Op haar beurt heeft de VNG toezichtindicatoren of kritische prestatie-indicatoren (KPI’s) vastgesteld op het terrein van de Archiefwet- en regelgeving. Deze VNG-indicatoren zijn weer afgestemd met het IPO en de ministeries van BZK en OC&W en corresponderen met de toezichtcriteria van de provincies. Wanneer de indicatoren van de VNG op het terrein van de Archiefwet dus jaarlijks voldoende worden ingevuld en aan de gemeenteraden en provincies worden toegezonden, wordt tevens voldaan aan de informatiebehoefte van de provincies.
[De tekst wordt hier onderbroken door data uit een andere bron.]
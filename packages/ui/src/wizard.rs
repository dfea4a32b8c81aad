//! Four-step appointment booking form.
//!
//! The step logic lives in [`store::wizard::AppointmentWizard`]; this component
//! only renders the current step and feeds input back into it. Vets, groomers
//! and the account's pets are loaded on mount, and the candidate list is
//! recomputed whenever either professional slice changes.

use dioxus::prelude::*;
use store::wizard::{pet_choices, AppointmentWizard, ProfessionalCard, Step, APPOINTMENT_TYPES, TIME_SLOTS};
use store::Pet;

use crate::{dispatch, dispatch_for_user, use_app_state, use_services, ErrorBanner, Spinner, SuccessModal};

const WIZARD_CSS: Asset = asset!("/assets/styling/wizard.css");

#[component]
pub fn BookingWizard() -> Element {
    let mut state = use_app_state();
    let services = use_services();
    let mut wizard = use_signal(AppointmentWizard::new);
    let mut notice = use_signal(|| None::<String>);

    use_hook(move || {
        let client = services.client(&state.peek().auth);
        let pet_id = state
            .peek()
            .auth
            .session
            .as_ref()
            .and_then(|s| s.account.pet.as_ref())
            .map(|pet| pet.id);

        let vets = client.clone();
        spawn(async move {
            dispatch(state, |s| &mut s.vets, api::fetch_vets(&vets)).await;
        });
        let groomers = client.clone();
        spawn(async move {
            dispatch(state, |s| &mut s.groomers, api::fetch_groomers(&groomers)).await;
        });
        if let Some(pet_id) = pet_id {
            spawn(async move {
                dispatch(state, |s| &mut s.user_details, api::fetch_user_details(&client, pet_id)).await;
            });
        }
    });

    use_effect(move || {
        let app = state.read();
        let vets = app.vets.data.clone();
        let groomers = app.groomers.data.clone();
        drop(app);
        wizard.write().refresh_candidates(vets, groomers);
    });

    let app = state.read();
    let pets = pet_choices(
        app.user_details.data.as_ref(),
        app.auth.session.as_ref().and_then(|s| s.account.pet.as_ref()),
    );
    let professionals_loading = app.vets.loading || app.groomers.loading;
    let submitting = app.create_appointment.loading;
    let submit_error = app.create_appointment.error.clone();
    let submitted = app.create_appointment.success;
    drop(app);

    let current = wizard.read().step();
    let step_valid = wizard.read().is_step_valid();
    let last_step = wizard.read().is_last_step();

    let submit = move |_| {
        let request = match wizard.read().build_request() {
            Ok(request) => request,
            Err(e) => {
                notice.set(Some(e.to_string()));
                return;
            }
        };
        notice.set(None);
        let client = services.client(&state.peek().auth);
        spawn(async move {
            dispatch_for_user(state, |s| &mut s.create_appointment, move |user_id| async move {
                api::create_appointment(&client, user_id, &request).await
            })
            .await;
        });
    };

    let close_success = move |_| {
        wizard.write().reset();
        state.write().create_appointment.reset();
    };

    rsx! {
        document::Stylesheet { href: WIZARD_CSS }

        div {
            class: "wizard",

            ol {
                class: "wizard-steps",
                for step in Step::ALL {
                    li {
                        key: "{step.number()}",
                        class: step_class(step, current),
                        span { class: "wizard-step-number", "{step.number()}" }
                        span { class: "wizard-step-title", "{step.title()}" }
                    }
                }
            }

            if let Some(message) = notice() {
                ErrorBanner {
                    message: message,
                    on_dismiss: move |_| notice.set(None),
                }
            }
            if let Some(message) = submit_error {
                ErrorBanner {
                    message: message,
                    on_dismiss: move |_| state.write().create_appointment.clear_error(),
                }
            }

            div {
                class: "wizard-panel",
                match current {
                    Step::SelectPet => rsx! { PetStep { wizard, pets } },
                    Step::SelectType => rsx! { TypeStep { wizard } },
                    Step::DateTime => rsx! { DateTimeStep { wizard } },
                    Step::SelectProfessional => rsx! {
                        ProfessionalStep { wizard, loading: professionals_loading }
                    },
                }
            }

            div {
                class: "wizard-actions",
                button {
                    class: "btn btn-secondary",
                    disabled: current == Step::SelectPet,
                    onclick: move |_| {
                        wizard.write().previous();
                    },
                    "Previous"
                }
                if last_step {
                    button {
                        class: "btn btn-primary",
                        disabled: !step_valid || submitting,
                        onclick: submit,
                        if submitting { "Booking..." } else { "Book Appointment" }
                    }
                } else {
                    button {
                        class: "btn btn-primary",
                        disabled: !step_valid,
                        onclick: move |_| {
                            wizard.write().next();
                        },
                        "Next"
                    }
                }
            }
        }

        if submitted {
            SuccessModal {
                title: "Appointment Request Successful!",
                message: "Your appointment request has been sent. Please wait for the confirmation.",
                on_close: close_success,
            }
        }
    }
}

fn step_class(step: Step, current: Step) -> &'static str {
    if step == current {
        "wizard-step current"
    } else if step < current {
        "wizard-step done"
    } else {
        "wizard-step"
    }
}

#[component]
fn PetStep(wizard: Signal<AppointmentWizard>, pets: Vec<Pet>) -> Element {
    let mut wizard = wizard;
    let selected = wizard.read().draft().pet_id;

    rsx! {
        h2 { class: "wizard-heading", "Which pet is this appointment for?" }
        if pets.is_empty() {
            div {
                class: "wizard-blocking",
                p { "Please select a pet" }
                p { class: "muted", "Add a pet to your account before booking an appointment." }
            }
        }
        div {
            class: "choice-grid",
            for pet in pets {
                button {
                    key: "{pet.id}",
                    class: if selected == Some(pet.id) { "choice-card selected" } else { "choice-card" },
                    onclick: move |_| wizard.write().set_pet(Some(pet.id)),
                    span { class: "choice-icon", "🐾" }
                    span { class: "choice-title", "{pet.display_name()}" }
                    span { class: "muted", "{pet.species_name()} · {pet.breed_name()}" }
                }
            }
        }
    }
}

#[component]
fn TypeStep(wizard: Signal<AppointmentWizard>) -> Element {
    let mut wizard = wizard;
    let selected = wizard.read().draft().appointment_type.clone();

    rsx! {
        h2 { class: "wizard-heading", "What kind of appointment?" }
        div {
            class: "choice-grid",
            for kind in APPOINTMENT_TYPES {
                button {
                    key: "{kind.value}",
                    class: if selected == kind.value { "choice-card selected" } else { "choice-card" },
                    onclick: move |_| wizard.write().set_appointment_type(kind.value),
                    span { class: "choice-icon", "{kind.icon}" }
                    span { class: "choice-title", "{kind.label}" }
                }
            }
        }
    }
}

#[component]
fn DateTimeStep(wizard: Signal<AppointmentWizard>) -> Element {
    let mut wizard = wizard;
    let draft = wizard.read().draft().clone();

    rsx! {
        h2 { class: "wizard-heading", "When works for you?" }
        label {
            class: "field",
            span { "Date" }
            input {
                r#type: "date",
                value: "{draft.date}",
                oninput: move |evt| wizard.write().set_date(evt.value()),
            }
        }
        div {
            class: "slot-grid",
            for slot in TIME_SLOTS.iter().copied() {
                button {
                    key: "{slot}",
                    class: if draft.time == slot { "slot selected" } else { "slot" },
                    onclick: move |_| wizard.write().set_time(slot),
                    "{slot}"
                }
            }
        }
        label {
            class: "field",
            span { "Notes (optional)" }
            textarea {
                rows: "3",
                value: "{draft.description}",
                oninput: move |evt| wizard.write().set_description(evt.value()),
            }
        }
    }
}

#[component]
fn ProfessionalStep(wizard: Signal<AppointmentWizard>, loading: bool) -> Element {
    let mut wizard = wizard;
    let selected = wizard.read().draft().professional_id;
    let term = wizard.read().search_term().to_string();
    let cards: Vec<(ProfessionalCard, String)> = wizard
        .read()
        .searched()
        .into_iter()
        .map(|card| (card.clone(), format!("{:.1}", card.rating)))
        .collect();

    rsx! {
        h2 { class: "wizard-heading", "Choose a professional" }
        input {
            class: "search",
            r#type: "search",
            placeholder: "Search by name or specialty",
            value: "{term}",
            oninput: move |evt| wizard.write().set_search_term(evt.value()),
        }
        if loading {
            Spinner { label: "Loading professionals..." }
        } else if cards.is_empty() {
            p { class: "muted", "No professionals match your search." }
        }
        div {
            class: "choice-grid",
            for (card, rating) in cards {
                button {
                    key: "{card.id()}",
                    class: if selected == Some(card.id()) { "choice-card selected" } else { "choice-card" },
                    onclick: {
                        let id = card.id();
                        move |_| wizard.write().set_professional(Some(id))
                    },
                    div { class: "avatar", "{card.avatar}" }
                    span { class: "choice-title", "{card.name()}" }
                    span { class: "muted", "{card.specialty()}" }
                    span { class: "muted", "{card.experience} · ★ {rating}" }
                    span {
                        class: if card.available { "badge badge-green" } else { "badge badge-gray" },
                        if card.available { "Available" } else { "Unavailable" }
                    }
                }
            }
        }
    }
}
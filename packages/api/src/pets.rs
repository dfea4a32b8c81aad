//! Pet profile and pet registration.

use store::models::{NewPetRequest, Pet, UserDetails};

use crate::client::{ApiRequest, HttpBackend};
use crate::error::ApiError;
use crate::wire;

/// `GET /user/pet/{petId}/petProfile/get`: the owner's profile with all their pets.
pub async fn fetch_user_details<B: HttpBackend>(
    backend: &B,
    pet_id: i64,
) -> Result<Option<UserDetails>, ApiError> {
    let value = backend
        .send(ApiRequest::get(format!("/user/pet/{pet_id}/petProfile/get")))
        .await?;
    wire::payload(value)
}

/// `POST /user/pet/{userId}/create`
pub async fn add_pet<B: HttpBackend>(
    backend: &B,
    user_id: i64,
    request: &NewPetRequest,
) -> Result<Option<Pet>, ApiError> {
    let value = backend
        .send(ApiRequest::post(format!("/user/pet/{user_id}/create"), request)?)
        .await?;
    Ok(wire::optional_payload(value))
}

#[cfg(test)]
mod tests {
    use super::*;
    use crate::testing::MockBackend;
    use serde_json::json;

    #[tokio::test]
    async fn test_user_details() {
        let backend = MockBackend::new().respond(Ok(json!({
            "data": {
                "id": 5, "name": "Ann Ray", "email": "ann@example.com",
                "pets": [{"id": 7, "name": "Rex", "breeds": {"id": 2, "name": "Beagle", "species": "Dog"}}]
            }
        })));
        let details = fetch_user_details(&backend, 7).await.unwrap().unwrap();
        assert_eq!(backend.last_request().path, "/user/pet/7/petProfile/get");
        assert_eq!(details.pets[0].breed_name(), "Beagle");
    }

    #[tokio::test]
    async fn test_add_pet_path_and_body() {
        let backend = MockBackend::new().respond(Ok(json!({"message": "Pet created", "data": {"id": 9, "name": "Tom"}})));
        let request = NewPetRequest {
            name: "Tom".into(),
            breed_id: 1,
            age: 2.0,
            gender: Some("male".into()),
            weight: None,
        };
        let created = add_pet(&backend, 5, &request).await.unwrap();
        assert_eq!(created.map(|p| p.id), Some(9));

        let sent = backend.last_request();
        assert_eq!(sent.path, "/user/pet/5/create");
        let body = sent.body.unwrap();
        assert_eq!(body["breedId"], 1);
        assert!(body.get("weight").is_none());
    }
}
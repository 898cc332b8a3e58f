use std::collections::HashSet;

use mazepath_core::Position;

use crate::node::{NodeArena, OpenList, SearchNode};
use crate::result::{SearchResult, Trace};
use crate::traits::Pather;

/// Uniform-cost search.
///
/// The frontier is ordered by path cost `g` alone. With unit steps this
/// expands cells in the same layers as BFS, but the ordering comes from cost
/// comparison, and an open node is replaced when a cheaper route reaches it.
/// The closed-set check happens at pop time.
pub fn ucs<P: Pather>(pather: &P, start: Position, end: Position) -> SearchResult {
    let mut trace = Trace::start();
    let mut arena = NodeArena::with_capacity(pather.cell_count());
    let mut open = OpenList::new();
    let mut closed: HashSet<Position> = HashSet::new();
    let mut nbuf = Vec::with_capacity(4);

    let root = arena.push(SearchNode::root(start, 0));
    open.push(start, root, 0);

    while let Some(ci) = open.pop(&arena) {
        let current = *arena.get(ci);
        if !closed.insert(current.pos) {
            continue;
        }
        trace.visit(current.pos);

        if current.pos == end {
            return trace.solved(arena.path_to(ci));
        }

        nbuf.clear();
        pather.neighbors(current.pos, &mut nbuf);

        for &np in nbuf.iter() {
            if closed.contains(&np) {
                continue;
            }
            let g = current.g + 1;
            if let Some(existing) = open.get(np) {
                if g >= arena.get(existing).g {
                    continue;
                }
            }
            let handle = arena.push(SearchNode::child(np, g, 0, ci));
            open.push(np, handle, g);
        }
    }

    trace.unreachable()
}
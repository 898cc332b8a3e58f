//! Side-by-side comparison of several searches on one maze.
//!
//! A [`Comparison`] moves through three states:
//!
//! | State | Meaning |
//! |---|---|
//! | [`Idle`](ComparisonState::Idle) | nothing selected |
//! | [`Selecting`](ComparisonState::Selecting) | one or more algorithms selected |
//! | [`Comparing`](ComparisonState::Comparing) | results populated |
//!
//! [`Comparison::clear`] returns to `Idle` from anywhere.

use mazepath_core::{Maze, Position};

use crate::algorithm::Algorithm;
use crate::error::SearchError;
use crate::result::{SearchResult, SearchStats};

/// Fewest algorithms a comparison will run with.
pub const MIN_SELECTION: usize = 2;

// ---------------------------------------------------------------------------
// Selection
// ---------------------------------------------------------------------------

/// Insertion-ordered set of algorithms.
#[derive(Debug, Clone, Default, PartialEq, Eq)]
pub struct Selection {
    items: Vec<Algorithm>,
}

impl Selection {
    pub fn new() -> Self {
        Self::default()
    }

    /// Add `algo` if absent, remove it if present. Returns whether it is
    /// selected afterwards.
    pub fn toggle(&mut self, algo: Algorithm) -> bool {
        if let Some(i) = self.items.iter().position(|&a| a == algo) {
            self.items.remove(i);
            false
        } else {
            self.items.push(algo);
            true
        }
    }

    pub fn contains(&self, algo: Algorithm) -> bool {
        self.items.contains(&algo)
    }

    pub fn len(&self) -> usize {
        self.items.len()
    }

    pub fn is_empty(&self) -> bool {
        self.items.is_empty()
    }

    /// Selected algorithms in the order they were added.
    pub fn iter(&self) -> impl Iterator<Item = Algorithm> + '_ {
        self.items.iter().copied()
    }

    pub fn clear(&mut self) {
        self.items.clear();
    }
}

impl FromIterator<Algorithm> for Selection {
    /// Toggle each item in turn, so duplicates cancel out.
    fn from_iter<I: IntoIterator<Item = Algorithm>>(iter: I) -> Self {
        let mut s = Self::new();
        for a in iter {
            s.toggle(a);
        }
        s
    }
}

// ---------------------------------------------------------------------------
// Results
// ---------------------------------------------------------------------------

/// One algorithm's outcome in a comparison.
#[derive(Debug, Clone, PartialEq)]
#[cfg_attr(feature = "serde", derive(serde::Serialize, serde::Deserialize))]
pub struct ComparisonResult {
    pub algorithm: Algorithm,
    pub stats: SearchStats,
    pub path: Vec<Position>,
    pub visited: Vec<Position>,
}

impl ComparisonResult {
    pub fn new(algorithm: Algorithm, result: SearchResult) -> Self {
        Self {
            algorithm,
            stats: result.stats,
            path: result.path,
            visited: result.visited,
        }
    }

    #[inline]
    pub fn is_solved(&self) -> bool {
        !self.path.is_empty()
    }
}

/// Sort results by ascending solve time, keeping run order among equal times.
pub fn rank_results(mut results: Vec<ComparisonResult>) -> Vec<ComparisonResult> {
    results.sort_by(|a, b| a.stats.solve_time_ms.total_cmp(&b.stats.solve_time_ms));
    results
}

// ---------------------------------------------------------------------------
// Comparison
// ---------------------------------------------------------------------------

/// Where a [`Comparison`] stands.
#[derive(Debug, Clone, Copy, PartialEq, Eq)]
pub enum ComparisonState {
    Idle,
    Selecting,
    Comparing,
}

/// Selection plus the ranked results of the last run.
#[derive(Debug, Clone, Default)]
pub struct Comparison {
    selection: Selection,
    results: Vec<ComparisonResult>,
    comparing: bool,
}

impl Comparison {
    pub fn new() -> Self {
        Self::default()
    }

    pub fn state(&self) -> ComparisonState {
        if self.comparing {
            ComparisonState::Comparing
        } else if self.selection.is_empty() {
            ComparisonState::Idle
        } else {
            ComparisonState::Selecting
        }
    }

    #[inline]
    pub fn is_comparing(&self) -> bool {
        self.comparing
    }

    pub fn selection(&self) -> &Selection {
        &self.selection
    }

    /// Ranked results of the last comparison, fastest first.
    pub fn results(&self) -> &[ComparisonResult] {
        &self.results
    }

    /// Add or remove `algo` from the selection.
    pub fn toggle_algorithm(&mut self, algo: Algorithm) -> bool {
        self.selection.toggle(algo)
    }

    /// How many more algorithms must be selected before a comparison runs.
    pub fn remaining_to_compare(&self) -> usize {
        MIN_SELECTION.saturating_sub(self.selection.len())
    }

    /// Run every selected algorithm on its own copy of `maze` and rank the
    /// results by solve time.
    ///
    /// Returns `Ok(false)` without doing anything when fewer than
    /// [`MIN_SELECTION`] algorithms are selected. Invalid endpoints are
    /// reported before any algorithm runs and leave the state untouched.
    pub fn start_comparison(
        &mut self,
        maze: &Maze,
        start: Position,
        end: Position,
    ) -> Result<bool, SearchError> {
        if self.selection.len() < MIN_SELECTION {
            log::debug!(
                "comparison needs {} more algorithm(s), ignoring",
                self.remaining_to_compare()
            );
            return Ok(false);
        }
        maze.check_endpoints(start, end)?;

        self.comparing = true;
        let mut results = Vec::with_capacity(self.selection.len());
        for algo in self.selection.iter() {
            let snapshot = maze.clone();
            let result = algo.run(&snapshot, start, end);
            results.push(ComparisonResult::new(algo, result));
        }
        self.results = rank_results(results);

        if let Some(best) = self.fastest() {
            log::info!(
                "compared {} algorithms, fastest {} in {:.3}ms",
                self.results.len(),
                best.algorithm.id(),
                best.stats.solve_time_ms
            );
        }
        Ok(true)
    }

    /// Reset selection and results, back to [`ComparisonState::Idle`].
    pub fn clear(&mut self) {
        self.selection.clear();
        self.results.clear();
        self.comparing = false;
    }

    /// The top-ranked result.
    pub fn fastest(&self) -> Option<&ComparisonResult> {
        self.results.first()
    }

    /// The solved result with the shortest path, earliest in ranking order
    /// on ties. `None` if nothing reached the goal.
    pub fn most_efficient(&self) -> Option<&ComparisonResult> {
        self.results
            .iter()
            .filter(|r| r.is_solved())
            .min_by_key(|r| r.stats.path_length)
    }
}

#[cfg(test)]
mod tests {
    use super::*;
    use crate::fixtures::*;

    fn fake(algorithm: Algorithm, solve_time_ms: f64, path_length: usize) -> ComparisonResult {
        ComparisonResult {
            algorithm,
            stats: SearchStats {
                solve_time_ms,
                nodes_explored: 0,
                path_length,
            },
            path: vec![Position::ZERO; path_length],
            visited: Vec::new(),
        }
    }

    #[test]
    fn toggle_adds_then_removes() {
        let mut s = Selection::new();
        assert!(s.toggle(Algorithm::Bfs));
        assert!(s.toggle(Algorithm::AStar));
        assert!(s.contains(Algorithm::Bfs));
        assert!(!s.toggle(Algorithm::Bfs));
        assert!(!s.contains(Algorithm::Bfs));
        assert_eq!(s.iter().collect::<Vec<_>>(), vec![Algorithm::AStar]);
    }

    #[test]
    fn selection_keeps_insertion_order() {
        let s: Selection = [Algorithm::Ids, Algorithm::Bfs, Algorithm::Dfs]
            .into_iter()
            .collect();
        assert_eq!(
            s.iter().collect::<Vec<_>>(),
            vec![Algorithm::Ids, Algorithm::Bfs, Algorithm::Dfs]
        );
        let s: Selection = [Algorithm::Ids, Algorithm::Bfs, Algorithm::Ids]
            .into_iter()
            .collect();
        assert_eq!(s.len(), 1);
    }

    #[test]
    fn ranking_sorts_by_time() {
        let ranked = rank_results(vec![
            fake(Algorithm::Ids, 3.0, 5),
            fake(Algorithm::Bfs, 1.0, 5),
            fake(Algorithm::Dfs, 2.0, 9),
        ]);
        let order: Vec<_> = ranked.iter().map(|r| r.algorithm).collect();
        assert_eq!(order, vec![Algorithm::Bfs, Algorithm::Dfs, Algorithm::Ids]);
    }

    #[test]
    fn ranking_is_stable_on_equal_times() {
        let ranked = rank_results(vec![
            fake(Algorithm::Ucs, 1.0, 5),
            fake(Algorithm::AStar, 0.5, 5),
            fake(Algorithm::Dfs, 1.0, 5),
            fake(Algorithm::Bfs, 1.0, 5),
        ]);
        let order: Vec<_> = ranked.iter().map(|r| r.algorithm).collect();
        assert_eq!(
            order,
            vec![Algorithm::AStar, Algorithm::Ucs, Algorithm::Dfs, Algorithm::Bfs]
        );
    }

    #[test]
    fn fewer_than_two_is_a_no_op() {
        let f = parse(DETOUR);
        let mut c = Comparison::new();
        assert_eq!(c.state(), ComparisonState::Idle);
        assert_eq!(c.remaining_to_compare(), 2);
        assert_eq!(c.start_comparison(&f.maze, f.start, f.end), Ok(false));

        c.toggle_algorithm(Algorithm::Bfs);
        assert_eq!(c.state(), ComparisonState::Selecting);
        assert_eq!(c.remaining_to_compare(), 1);
        assert_eq!(c.start_comparison(&f.maze, f.start, f.end), Ok(false));
        assert!(c.results().is_empty());
        assert_eq!(c.state(), ComparisonState::Selecting);
    }

    #[test]
    fn runs_every_selected_algorithm() {
        let f = parse(DETOUR);
        let mut c = Comparison::new();
        for a in Algorithm::ALL {
            c.toggle_algorithm(a);
        }
        assert_eq!(c.remaining_to_compare(), 0);
        assert_eq!(c.start_comparison(&f.maze, f.start, f.end), Ok(true));
        assert_eq!(c.state(), ComparisonState::Comparing);

        let results = c.results();
        assert_eq!(results.len(), 5);
        for a in Algorithm::ALL {
            assert_eq!(results.iter().filter(|r| r.algorithm == a).count(), 1);
        }
        assert!(
            results
                .windows(2)
                .all(|w| w[0].stats.solve_time_ms <= w[1].stats.solve_time_ms)
        );
        for r in results {
            assert_valid_path(&f.maze, &r.path, f.start, f.end);
            assert_eq!(r.stats.nodes_explored, r.visited.len());
        }
        assert_eq!(c.fastest(), results.first());
    }

    #[test]
    fn results_match_single_runs() {
        let f = parse(DETOUR);
        let mut c = Comparison::new();
        c.toggle_algorithm(Algorithm::Dfs);
        c.toggle_algorithm(Algorithm::AStar);
        c.start_comparison(&f.maze, f.start, f.end).unwrap();
        for r in c.results() {
            let single = r.algorithm.run(&f.maze, f.start, f.end);
            assert_eq!(r.path, single.path);
            assert_eq!(r.visited, single.visited);
        }
    }

    #[test]
    fn most_efficient_prefers_shortest_solved_path() {
        let mut c = Comparison::new();
        c.results = rank_results(vec![
            fake(Algorithm::Dfs, 0.1, 17),
            fake(Algorithm::Bfs, 0.2, 11),
            fake(Algorithm::AStar, 0.3, 11),
        ]);
        assert_eq!(c.most_efficient().map(|r| r.algorithm), Some(Algorithm::Bfs));
        assert_eq!(c.fastest().map(|r| r.algorithm), Some(Algorithm::Dfs));
    }

    #[test]
    fn most_efficient_tie_goes_to_the_faster_run() {
        let mut c = Comparison::new();
        // Run order Ucs, Ids, AStar; ranking puts AStar first.
        c.results = rank_results(vec![
            fake(Algorithm::Ucs, 0.5, 9),
            fake(Algorithm::Ids, 0.7, 9),
            fake(Algorithm::Dfs, 0.05, 0),
            fake(Algorithm::AStar, 0.2, 9),
        ]);
        let ranked: Vec<_> = c.results.iter().map(|r| r.algorithm).collect();
        assert_eq!(
            ranked,
            vec![Algorithm::Dfs, Algorithm::AStar, Algorithm::Ucs, Algorithm::Ids]
        );
        // The unsolved Dfs run has the smallest length but never wins.
        assert_eq!(c.most_efficient().map(|r| r.algorithm), Some(Algorithm::AStar));
    }

    #[test]
    fn most_efficient_ignores_unreachable() {
        let f = parse(SEALED);
        let mut c = Comparison::new();
        c.toggle_algorithm(Algorithm::Bfs);
        c.toggle_algorithm(Algorithm::Ids);
        assert_eq!(c.start_comparison(&f.maze, f.start, f.end), Ok(true));
        assert!(c.results().iter().all(|r| r.stats.path_length == 0));
        assert!(c.most_efficient().is_none());
    }

    #[test]
    fn bad_endpoints_leave_state_untouched() {
        let f = parse(DETOUR);
        let mut c = Comparison::new();
        c.toggle_algorithm(Algorithm::Bfs);
        c.toggle_algorithm(Algorithm::Ucs);
        let wall = Position::new(1, 1);
        assert!(c.start_comparison(&f.maze, wall, f.end).is_err());
        assert_eq!(c.state(), ComparisonState::Selecting);
        assert!(c.results().is_empty());
    }

    #[test]
    fn clear_returns_to_idle() {
        let f = parse(DETOUR);
        let mut c = Comparison::new();
        c.toggle_algorithm(Algorithm::Bfs);
        c.toggle_algorithm(Algorithm::Ucs);
        c.start_comparison(&f.maze, f.start, f.end).unwrap();
        c.clear();
        assert_eq!(c.state(), ComparisonState::Idle);
        assert!(c.selection().is_empty());
        assert!(c.results().is_empty());
        assert!(!c.is_comparing());
    }

    #[test]
    fn rerun_replaces_results() {
        let f = parse(DETOUR);
        let mut c = Comparison::new();
        c.toggle_algorithm(Algorithm::Bfs);
        c.toggle_algorithm(Algorithm::Ucs);
        c.start_comparison(&f.maze, f.start, f.end).unwrap();
        c.toggle_algorithm(Algorithm::AStar);
        c.start_comparison(&f.maze, f.start, f.end).unwrap();
        assert_eq!(c.results().len(), 3);
    }
}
Wet algemene bepalingen omgevingsrecht

Om een doelmatige vergunningverlening, toezicht en handhaving te realiseren, moet het bevoegd gezag voldoen aan kwaliteitseisen, zodat een adequate vergunningverlening, toezicht en een handhavingsproces als gesteld in Hoofdstuk 7 van het Besluit Omgevingsrecht en hoofdstuk 10 van de Ministeriële regeling Omgevingsrecht tot stand worden gebracht. Het gaat erom, dat de verschillende analyses, strategieën, prioriteiten en doelstellingen transparant zijn, worden vastgesteld en dat de organisatie hier aantoonbaar naar handelt. Hiermee toont het bevoegd gezag aan, dat de organisatie zodanig is ingericht, dat zij haar taken adequaat kan uitvoeren.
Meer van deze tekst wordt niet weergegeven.